Monday, July 6, 2009

Stranger Danger!

Over the weekend we went to a book store. This particular store has a great kids section with an awesome play area. While Demetri was browsing, Zoey and I played puppets, ripped down a castle, created disturbingly horrific train wrecks, and rearranged all the stuff in the play kitchen. An older lady come over and started making small talk with us -- about how cute Zoey is, about the weather, about her recent mission trip to Africa. I didn't want to be rude, but I was sort of busy trying to demolish the castle with a frog puppet: "And then the giant frog swooped down from the sky and ate up the princess because she took gentle yoga instead of kick boxing . . .".

But the lady was undeterred.

I continued to play with Zoey and she continued to talk about the orphanage she worked in in Africa. I responded minimally with hmm's and yeah's and oh's. Zoey then moved closer to the lady to play at the train table. As I don't like to play puppets alone, I followed her. We were busy setting up Thomas the Train to fly off a cliff after jumping over other, lesser, trains when the lady reached out and touched my hair. To be clear, she didn't just brush it off my face or barely touch one of the ends. She put her entire hand on my head and pushed her fingers down into my hair. I tried to pull back, but she had a death grip on my head with her evil, claw-like hand. So I kicked her in the stomach (because, unlike the aforementioned princess, I did take kick boxing).

Ok. Fine. That last part isn't true. I didn't kick her in the stomach. And the description of "evil and claw-like" may be an exaggeration. And it wasn't my hair she touched, it was Zoey's. BUT STILL. Why do people think it's OK just to reach out and touch Zoey's hair? People would never do that to an adult. Never. And people don't ask. They just grab her hair like she's not real. She can't talk yet so it's not as if she can yell STRANGER DANGER! to protect herself. Part of me feels like I shouldn't let Zoey get within arms reach of people but another part of me realizes that might make her a wee bit anti-social. And she already has plenty of things to talk to her future therapist about. I should probably say something, right? But the thing is, it happens so fast. It's over before I can even say Stop or Don't. So then the question is: do I bother telling people I will never see again that they need to respect Zoey's personal space? Maybe. But primarily so Zoey knows I will stick up for her.

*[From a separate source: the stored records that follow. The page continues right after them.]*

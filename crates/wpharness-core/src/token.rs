//! Uniqueness tokens embedded in generated field values.
//!
//! The server's duplicate-comment detector compares author, email and
//! comment text, so every generated case carries a token that no other case
//! in the run shares.

use std::sync::atomic::{AtomicU64, Ordering};

use chrono::Utc;
use serde::{Deserialize, Serialize};

/// A run-unique value derived from wall-clock milliseconds.
#[derive(Debug, Clone, Copy, PartialEq, Eq, PartialOrd, Ord, Hash, Serialize, Deserialize)]
pub struct UniquenessToken(u64);

impl UniquenessToken {
    #[must_use]
    pub const fn new(value: u64) -> Self {
        Self(value)
    }

    #[must_use]
    pub const fn value(self) -> u64 {
        self.0
    }
}

impl std::fmt::Display for UniquenessToken {
    fn fmt(&self, f: &mut std::fmt::Formatter<'_>) -> std::fmt::Result {
        write!(f, "{}", self.0)
    }
}

/// Source of strictly increasing tokens.
pub trait TokenSource: Send + Sync {
    /// Return a token greater than every token previously returned.
    fn next_token(&self) -> UniquenessToken;
}

/// Tokens from the system clock, bumped past the last issued value when the
/// clock has not advanced (or stepped backwards) between calls.
#[derive(Debug, Default)]
pub struct ClockTokenSource {
    last: AtomicU64,
}

impl ClockTokenSource {
    #[must_use]
    pub fn new() -> Self {
        Self::default()
    }

    fn now_millis() -> u64 {
        u64::try_from(Utc::now().timestamp_millis()).unwrap_or(0)
    }
}

impl TokenSource for ClockTokenSource {
    fn next_token(&self) -> UniquenessToken {
        let now = Self::now_millis();
        let previous = self
            .last
            .fetch_update(Ordering::SeqCst, Ordering::SeqCst, |last| {
                Some(now.max(last.saturating_add(1)))
            })
            .unwrap_or(now);
        UniquenessToken(now.max(previous.saturating_add(1)))
    }
}

/// Deterministic tokens counting up from a seed.
#[derive(Debug)]
pub struct SequenceTokenSource {
    next: AtomicU64,
}

impl SequenceTokenSource {
    #[must_use]
    pub const fn starting_at(seed: u64) -> Self {
        Self {
            next: AtomicU64::new(seed),
        }
    }
}

impl TokenSource for SequenceTokenSource {
    fn next_token(&self) -> UniquenessToken {
        UniquenessToken(self.next.fetch_add(1, Ordering::SeqCst))
    }
}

Demetri suggests that we grab people's hair right back. But, you know, ew. Some people have hair that I just don't want to experience. What would you do?
Nooooo! Don't touch my hair! Nooooo! Stranger danger! Stranger danger!

5 comments:

  1. Oh my god! That's so weird and creepy! I know Damon would be in her face - I would probably just be appalled and stunned like you. I think it's time you enroll Zorro in her own kick-boxing classes.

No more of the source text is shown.